Task input:
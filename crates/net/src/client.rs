//! gRPC client implementing `ReplicaTransport`.
//!
//! `GrpcTransport` keeps one tonic channel per replica address. Channels
//! are created lazily, so building a transport (or a channel on top of it)
//! never waits for a replica to be up.

use crate::convert;
use fibo_lb::rpc::{CallError, CallRequest, ReplicaAddr, ReplicaTransport, Reply};
use fibo_proto::fibonacci::fibonacci_service_client::FibonacciServiceClient;
use std::collections::HashMap;
use std::sync::Arc;
use tokio::sync::RwLock;
use tokio::time::Duration;
use tonic::transport::{Channel, Endpoint};

#[derive(Debug, Clone)]
pub struct GrpcTransport {
    connect_timeout: Duration,
    request_timeout: Option<Duration>,
    channels: Arc<RwLock<HashMap<ReplicaAddr, Channel>>>,
}

impl GrpcTransport {
    pub fn new(connect_timeout: Duration) -> Self {
        Self {
            connect_timeout,
            request_timeout: None,
            channels: Arc::new(RwLock::new(HashMap::new())),
        }
    }

    /// Per-call timeout applied by tonic.
    pub fn with_request_timeout(mut self, timeout: Duration) -> Self {
        self.request_timeout = Some(timeout);
        self
    }

    async fn get_channel(&self, target: &ReplicaAddr) -> Result<Channel, CallError> {
        {
            let cache = self.channels.read().await;
            if let Some(channel) = cache.get(target) {
                return Ok(channel.clone());
            }
        }

        let mut endpoint = Endpoint::from_shared(target.uri())
            .map_err(|e| CallError::Unreachable {
                addr: target.clone(),
                reason: format!("invalid endpoint: {}", e),
            })?
            .connect_timeout(self.connect_timeout);
        if let Some(timeout) = self.request_timeout {
            endpoint = endpoint.timeout(timeout);
        }
        let channel = endpoint.connect_lazy();

        let mut cache = self.channels.write().await;
        // Another caller may have raced us here; keep whichever landed first.
        let channel = cache.entry(target.clone()).or_insert(channel).clone();
        tracing::debug!("opened channel to {}", target);
        Ok(channel)
    }

    /// Forget the cached channel for `target`.
    pub async fn invalidate(&self, target: &ReplicaAddr) {
        self.channels.write().await.remove(target);
    }

    pub async fn cached_channels(&self) -> usize {
        self.channels.read().await.len()
    }
}

fn failed(target: &ReplicaAddr, status: tonic::Status) -> CallError {
    let err = convert::call_error_from_status(target, status);
    tracing::debug!("call to {} failed: {}", target, err);
    err
}

#[async_trait::async_trait]
impl ReplicaTransport for GrpcTransport {
    async fn call(&self, target: &ReplicaAddr, request: &CallRequest) -> Result<Reply, CallError> {
        let channel = self.get_channel(target).await?;
        let mut client = FibonacciServiceClient::new(channel);

        match request {
            CallRequest::Increment { name } => {
                let resp = client
                    .increment(convert::increment_request(name))
                    .await
                    .map_err(|status| failed(target, status))?;
                Ok(convert::reply_from_increment(resp.into_inner()))
            }
            CallRequest::Fibonacci { n } => {
                let resp = client
                    .fibonacci(convert::fibonacci_request(*n))
                    .await
                    .map_err(|status| failed(target, status))?;
                convert::reply_from_fibonacci(target, resp.into_inner())
            }
        }
    }

    async fn close(&self) {
        let mut cache = self.channels.write().await;
        tracing::debug!("closing {} cached channel(s)", cache.len());
        cache.clear();
    }
}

Your goal: Within the material above, extract exactly the lines that start at the line containing "let err = convert::call_error_from_status(target, status);" and stop after the line containing "let channel = self.get_channel(target).await?;", and only those.

Answer for the task:
    let err = convert::call_error_from_status(target, status);
    tracing::debug!("call to {} failed: {}", target, err);
    err
}

#[async_trait::async_trait]
impl ReplicaTransport for GrpcTransport {
    async fn call(&self, target: &ReplicaAddr, request: &CallRequest) -> Result<Reply, CallError> {
        let channel = self.get_channel(target).await?;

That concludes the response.